Previously, I’ve written posts dedicated to the wrong ways of writing persuasive, compare and contrast, definition, and some other types of essays. Today, I have chosen to rant on the way students write cause and effect essays. I don’t mean that all students write incorrectly, but… you know, I can’t keep silent about it anymore. So, here is the…
Wrong Way to Write Cause and Effect Essays
1. List out the effects, and then in the end, mention what the entire paper was all about. This is called deduction—a method of moving from general towards particularities, and your teacher will definitely appreciate having a bright student who knows what deduction is.
2. Try to find as many effects (or causes) as you can. Of course, since you have a word limit, you cannot dedicate too much space to each of them, so simply listing them is a good idea.

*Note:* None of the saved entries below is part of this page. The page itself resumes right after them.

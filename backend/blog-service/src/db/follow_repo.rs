use sqlx::PgPool;
use uuid::Uuid;

/// Check whether `user_id` follows `author_id`
pub async fn is_following(pool: &PgPool, user_id: Uuid, author_id: Uuid) -> Result<bool, sqlx::Error> {
    let (exists,) = sqlx::query_as::<_, (bool,)>(
        "SELECT EXISTS(SELECT 1 FROM follows WHERE user_id = $1 AND author_id = $2)",
    )
    .bind(user_id)
    .bind(author_id)
    .fetch_one(pool)
    .await?;

    Ok(exists)
}

/// Idempotent create follow; returns true if a new row was inserted.
pub async fn create_follow(pool: &PgPool, user_id: Uuid, author_id: Uuid) -> Result<bool, sqlx::Error> {
    let inserted = sqlx::query_as::<_, (i64,)>(
        r#"
        INSERT INTO follows (user_id, author_id)
        VALUES ($1, $2)
        ON CONFLICT (user_id, author_id) DO NOTHING
        RETURNING id
        "#,
    )
    .bind(user_id)
    .bind(author_id)
    .fetch_optional(pool)
    .await?;

    Ok(inserted.is_some())
}

/// Idempotent delete; returns true if a row was removed.
pub async fn delete_follow(pool: &PgPool, user_id: Uuid, author_id: Uuid) -> Result<bool, sqlx::Error> {
    let affected = sqlx::query(
        r#"
        DELETE FROM follows
        WHERE user_id = $1 AND author_id = $2
        "#,
    )
    .bind(user_id)
    .bind(author_id)
    .execute(pool)
    .await?
    .rows_affected();

    Ok(affected > 0)
}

3. Or, on the contrary, if you are a logical person and like to focus on details, you can choose one effect (or cause) and expand on it till the very end of the paper. Teachers love reading such tricks, because they all admire their students’ ability to write a lot about nothing.
4. Any smart person will easily figure out the connections between causes and effects, so you don’t have to waste time explaining simple things.
5. Such topics as “Effects of Global Warming,” or “Causes of Xenophobia in the USA” are already worn out. To stand out, choose something extravagant and scarcely researched. For example, you can write an essay about the effects of the Curiosity-1 expedition to Mars on the population of local bacteria. Or, you can write a paper dedicated to the causes of why jellyfish lose appetite, or something like that. Turn on your imagination—the world is full of cause and effect topics!
6. The larger your topic is, the better (whatever that means).
So, now you know how to write an impressive cause and effect essay. Use this knowledge at your own risk, and God help you when you have exams.